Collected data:
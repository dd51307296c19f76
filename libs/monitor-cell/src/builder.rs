//! Fluent assembly of monitor payloads.
//!
//! [`MonitorConfigBuilder`] collects attributes from wherever a caller has
//! them and produces the flat payload [`validate_monitor`] consumes. It does
//! not judge values. The one thing it checks is scope: once a monitor type is
//! chosen, `build()` refuses attributes that type does not understand.
//!
//! ```
//! use monitor_cell::builder::MonitorConfigBuilder;
//! use monitor_cell::models::MonitorType;
//!
//! let payload = MonitorConfigBuilder::new()
//!     .kind(MonitorType::Port)
//!     .name("ssh")
//!     .hostname("10.0.0.2")
//!     .port(22)
//!     .build()
//!     .unwrap();
//! assert_eq!(payload["type"], "port");
//! ```
//!
//! [`validate_monitor`]: crate::models::validate_monitor

use serde_json::{json, Map, Value};
use thiserror::Error;

use crate::models::MonitorType;

#[derive(Debug, Clone, PartialEq, Eq, Error)]
pub enum BuildError {
    #[error("{} not applicable to {monitor_type} monitors", .fields.join(", "))]
    NotApplicable {
        fields: Vec<String>,
        monitor_type: MonitorType,
    },
}

/// HTTP authentication schemes, as named by the engine.
#[derive(Debug, Clone, Copy, PartialEq, Eq)]
pub enum AuthMethod {
    None,
    Basic,
    Ntlm,
    Mtls,
    OAuth2ClientCredentials,
}

impl AuthMethod {
    pub fn as_str(self) -> &'static str {
        match self {
            AuthMethod::None => "",
            AuthMethod::Basic => "basic",
            AuthMethod::Ntlm => "ntlm",
            AuthMethod::Mtls => "mtls",
            AuthMethod::OAuth2ClientCredentials => "oauth2-cc",
        }
    }
}

#[derive(Debug, Clone, Default)]
pub struct MonitorConfigBuilder {
    kind: Option<MonitorType>,
    fields: Map<String, Value>,
}

impl MonitorConfigBuilder {
    pub fn new() -> Self {
        Self::default()
    }

    fn set(mut self, key: &str, value: impl Into<Value>) -> Self {
        self.fields.insert(key.to_string(), value.into());
        self
    }

    fn set_opt<T: Into<Value>>(self, key: &str, value: Option<T>) -> Self {
        match value {
            Some(value) => self.set(key, value),
            None => self,
        }
    }

    // Core identity and scheduling

    pub fn kind(mut self, kind: MonitorType) -> Self {
        self.kind = Some(kind);
        self.set("type", kind.as_str())
    }

    pub fn name(self, name: impl Into<String>) -> Self {
        self.set("name", name.into())
    }

    pub fn parent(self, parent: i64) -> Self {
        self.set("parent", parent)
    }

    pub fn description(self, description: impl Into<String>) -> Self {
        self.set("description", description.into())
    }

    pub fn interval(self, seconds: i64) -> Self {
        self.set("interval", seconds)
    }

    pub fn retry_interval(self, seconds: i64) -> Self {
        self.set("retryInterval", seconds)
    }

    pub fn resend_interval(self, beats: i64) -> Self {
        self.set("resendInterval", beats)
    }

    pub fn max_retries(self, retries: i64) -> Self {
        self.set("maxretries", retries)
    }

    pub fn upside_down(self, enabled: bool) -> Self {
        self.set("upsideDown", enabled)
    }

    pub fn notifications(self, ids: impl IntoIterator<Item = i64>) -> Self {
        let ids: Vec<Value> = ids.into_iter().map(Value::from).collect();
        self.set("notificationIDList", ids)
    }

    pub fn conditions(self, conditions: Vec<Value>) -> Self {
        self.set("conditions", conditions)
    }

    // HTTP family

    pub fn url(self, url: impl Into<String>) -> Self {
        self.set("url", url.into())
    }

    pub fn method(self, method: impl Into<String>) -> Self {
        self.set("method", method.into())
    }

    pub fn body(self, encoding: impl Into<String>, body: impl Into<String>) -> Self {
        self.set("httpBodyEncoding", encoding.into())
            .set("body", body.into())
    }

    pub fn headers(self, headers: &Map<String, Value>) -> Self {
        self.set("headers", Value::Object(headers.clone()).to_string())
    }

    pub fn max_redirects(self, redirects: i64) -> Self {
        self.set("maxredirects", redirects)
    }

    pub fn accepted_status_codes<I, S>(self, codes: I) -> Self
    where
        I: IntoIterator<Item = S>,
        S: Into<String>,
    {
        let codes: Vec<Value> = codes.into_iter().map(|c| Value::String(c.into())).collect();
        self.set("accepted_statuscodes", codes)
    }

    pub fn expiry_notification(self, enabled: bool) -> Self {
        self.set("expiryNotification", enabled)
    }

    pub fn ignore_tls(self, ignore: bool) -> Self {
        self.set("ignoreTls", ignore)
    }

    pub fn proxy(self, proxy_id: i64) -> Self {
        self.set("proxyId", proxy_id)
    }

    pub fn timeout(self, seconds: i64) -> Self {
        self.set("timeout", seconds)
    }

    pub fn cache_bust(self, enabled: bool) -> Self {
        self.set("cacheBust", enabled)
    }

    pub fn auth_method(self, method: AuthMethod) -> Self {
        self.set("authMethod", method.as_str())
    }

    pub fn basic_auth(self, user: impl Into<String>, pass: impl Into<String>) -> Self {
        self.set("basic_auth_user", user.into())
            .set("basic_auth_pass", pass.into())
    }

    pub fn ntlm_domain(self, domain: impl Into<String>, workstation: Option<&str>) -> Self {
        self.set("authDomain", domain.into())
            .set_opt("authWorkstation", workstation)
    }

    pub fn client_certificate(
        self,
        cert: impl Into<String>,
        key: impl Into<String>,
        ca: Option<&str>,
    ) -> Self {
        self.set("tlsCert", cert.into())
            .set("tlsKey", key.into())
            .set_opt("tlsCa", ca)
    }

    pub fn oauth_client_credentials(
        self,
        token_url: impl Into<String>,
        client_id: impl Into<String>,
        client_secret: impl Into<String>,
    ) -> Self {
        self.set("oauth_token_url", token_url.into())
            .set("oauth_client_id", client_id.into())
            .set("oauth_client_secret", client_secret.into())
    }

    pub fn oauth_scopes(self, scopes: impl Into<String>) -> Self {
        self.set("oauth_scopes", scopes.into())
    }

    pub fn oauth_auth_method(self, method: impl Into<String>) -> Self {
        self.set("oauth_auth_method", method.into())
    }

    // Keyword and JSON query

    pub fn keyword(self, keyword: impl Into<String>, invert: bool) -> Self {
        self.set("keyword", keyword.into())
            .set("invertKeyword", invert)
    }

    pub fn json_query(
        self,
        path: impl Into<String>,
        operator: impl Into<String>,
        expected: impl Into<String>,
    ) -> Self {
        self.set("jsonPath", path.into())
            .set("jsonPathOperator", operator.into())
            .set("expectedValue", expected.into())
    }

    pub fn remote_browser(self, browser: Value) -> Self {
        self.set("remote_browser", browser)
    }

    // Network targets

    pub fn hostname(self, hostname: impl Into<String>) -> Self {
        self.set("hostname", hostname.into())
    }

    pub fn port(self, port: u16) -> Self {
        self.set("port", port)
    }

    pub fn ip_family(self, family: impl Into<String>) -> Self {
        self.set("ipFamily", family.into())
    }

    pub fn ping(self, packet_size: i64, count: i64, per_request_timeout: i64) -> Self {
        self.set("packetSize", packet_size)
            .set("ping_count", count)
            .set("ping_per_request_timeout", per_request_timeout)
    }

    pub fn ping_numeric(self, numeric: bool) -> Self {
        self.set("ping_numeric", numeric)
    }

    pub fn dns(self, resolver: impl Into<String>, record_type: impl Into<String>) -> Self {
        self.set("dns_resolve_server", resolver.into())
            .set("dns_resolve_type", record_type.into())
    }

    // Docker

    pub fn docker(self, container: impl Into<String>, host_id: i64) -> Self {
        self.set("docker_container", container.into())
            .set("docker_host", host_id)
    }

    // gRPC

    pub fn grpc(self, url: impl Into<String>, service: impl Into<String>, method: impl Into<String>) -> Self {
        self.set("grpcUrl", url.into())
            .set("grpcServiceName", service.into())
            .set("grpcMethod", method.into())
    }

    pub fn grpc_tls(self, enabled: bool) -> Self {
        self.set("grpcEnableTls", enabled)
    }

    pub fn grpc_payload(self, protobuf: impl Into<String>, body: impl Into<String>) -> Self {
        self.set("grpcProtobuf", protobuf.into())
            .set("grpcBody", body.into())
    }

    pub fn grpc_metadata(self, metadata: impl Into<String>) -> Self {
        self.set("grpcMetadata", metadata.into())
    }

    // MQTT

    pub fn mqtt_topic(self, topic: impl Into<String>) -> Self {
        self.set("mqttTopic", topic.into())
    }

    pub fn mqtt_credentials(self, username: impl Into<String>, password: impl Into<String>) -> Self {
        self.set("mqttUsername", username.into())
            .set("mqttPassword", password.into())
    }

    pub fn mqtt_check(self, check_type: impl Into<String>, success_message: impl Into<String>) -> Self {
        self.set("mqttCheckType", check_type.into())
            .set("mqttSuccessMessage", success_message.into())
    }

    pub fn mqtt_websocket_path(self, path: impl Into<String>) -> Self {
        self.set("mqttWebsocketPath", path.into())
    }

    // Databases

    pub fn database(self, connection_string: impl Into<String>, query: Option<&str>) -> Self {
        self.set("databaseConnectionString", connection_string.into())
            .set_opt("databaseQuery", query)
    }

    // RADIUS

    pub fn radius(
        self,
        username: impl Into<String>,
        password: impl Into<String>,
        secret: impl Into<String>,
        called_station_id: impl Into<String>,
    ) -> Self {
        self.set("radiusUsername", username.into())
            .set("radiusPassword", password.into())
            .set("radiusSecret", secret.into())
            .set("radiusCalledStationId", called_station_id.into())
    }

    pub fn radius_calling_station(self, id: impl Into<String>) -> Self {
        self.set("radiusCallingStationId", id.into())
    }

    // Game servers

    pub fn game(self, game: impl Into<String>, given_port_only: bool) -> Self {
        self.set("game", game.into())
            .set("gamedigGivenPortOnly", given_port_only)
    }

    // Kafka

    pub fn kafka_producer<I, S>(self, brokers: I, topic: impl Into<String>, message: impl Into<String>) -> Self
    where
        I: IntoIterator<Item = S>,
        S: Into<String>,
    {
        let brokers: Vec<Value> = brokers.into_iter().map(|b| Value::String(b.into())).collect();
        self.set("kafkaProducerBrokers", brokers)
            .set("kafkaProducerTopic", topic.into())
            .set("kafkaProducerMessage", message.into())
    }

    pub fn kafka_options(self, ssl: bool, allow_auto_topic_creation: bool) -> Self {
        self.set("kafkaProducerSsl", ssl)
            .set("kafkaProducerAllowAutoTopicCreation", allow_auto_topic_creation)
    }

    pub fn kafka_sasl(self, mechanism: impl Into<String>, username: impl Into<String>, password: impl Into<String>) -> Self {
        self.set(
            "kafkaProducerSaslOptions",
            json!({
                "mechanism": mechanism.into(),
                "username": username.into(),
                "password": password.into(),
            }),
        )
    }

    // RabbitMQ

    pub fn rabbitmq<I, S>(self, nodes: I, username: impl Into<String>, password: impl Into<String>) -> Self
    where
        I: IntoIterator<Item = S>,
        S: Into<String>,
    {
        let nodes: Vec<Value> = nodes.into_iter().map(|n| Value::String(n.into())).collect();
        self.set("rabbitmqNodes", nodes)
            .set("rabbitmqUsername", username.into())
            .set("rabbitmqPassword", password.into())
    }

    // SNMP

    pub fn snmp(self, version: impl Into<String>, oid: impl Into<String>, community: impl Into<String>) -> Self {
        self.set("snmpVersion", version.into())
            .set("jsonPath", oid.into())
            .set("radiusPassword", community.into())
    }

    pub fn snmp_expect(self, operator: impl Into<String>, expected: impl Into<String>) -> Self {
        self.set("jsonPathOperator", operator.into())
            .set("expectedValue", expected.into())
    }

    /// The assembled payload, or the attributes the chosen type cannot carry.
    pub fn build(self) -> Result<Value, BuildError> {
        if let Some(kind) = self.kind {
            let mut foreign: Vec<String> = self
                .fields
                .keys()
                .filter(|key| !kind.accepts(key))
                .cloned()
                .collect();
            foreign.sort();
            if !foreign.is_empty() {
                return Err(BuildError::NotApplicable {
                    fields: foreign,
                    monitor_type: kind,
                });
            }
        }
        Ok(Value::Object(self.fields))
    }
}

#[cfg(test)]
mod tests {
    use super::*;
    use assert_matches::assert_matches;

    #[test]
    fn test_builds_flat_payload() {
        let payload = MonitorConfigBuilder::new()
            .kind(MonitorType::Keyword)
            .name("api")
            .url("https://example.com/health")
            .keyword("ok", false)
            .interval(30)
            .build()
            .unwrap();

        assert_eq!(
            payload,
            json!({
                "type": "keyword",
                "name": "api",
                "url": "https://example.com/health",
                "keyword": "ok",
                "invertKeyword": false,
                "interval": 30
            })
        );
    }

    #[test]
    fn test_rejects_attributes_outside_type() {
        let result = MonitorConfigBuilder::new()
            .kind(MonitorType::Ping)
            .name("gw")
            .hostname("10.0.0.1")
            .url("https://example.com")
            .build();

        assert_matches!(
            result,
            Err(BuildError::NotApplicable { ref fields, monitor_type: MonitorType::Ping })
                if fields == &vec!["url".to_string()]
        );
    }

    #[test]
    fn test_type_can_be_chosen_last() {
        let result = MonitorConfigBuilder::new()
            .database("redis://cache:6379", Some("PING"))
            .name("cache")
            .kind(MonitorType::Redis)
            .build();

        // Redis carries no query.
        assert_matches!(result, Err(BuildError::NotApplicable { ref fields, .. }) if fields == &vec!["databaseQuery".to_string()]);
    }

    #[test]
    fn test_no_validation_without_type() {
        let payload = MonitorConfigBuilder::new().interval(0).build().unwrap();
        assert_eq!(payload, json!({ "interval": 0 }));
    }
}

WORK INSTRUCTION: Show every line from the entries above in which "NotApplicable" appears.

RESPONSE:
    NotApplicable {
                return Err(BuildError::NotApplicable {
            Err(BuildError::NotApplicable { ref fields, monitor_type: MonitorType::Ping })
        assert_matches!(result, Err(BuildError::NotApplicable { ref fields, .. }) if fields == &vec!["databaseQuery".to_string()]);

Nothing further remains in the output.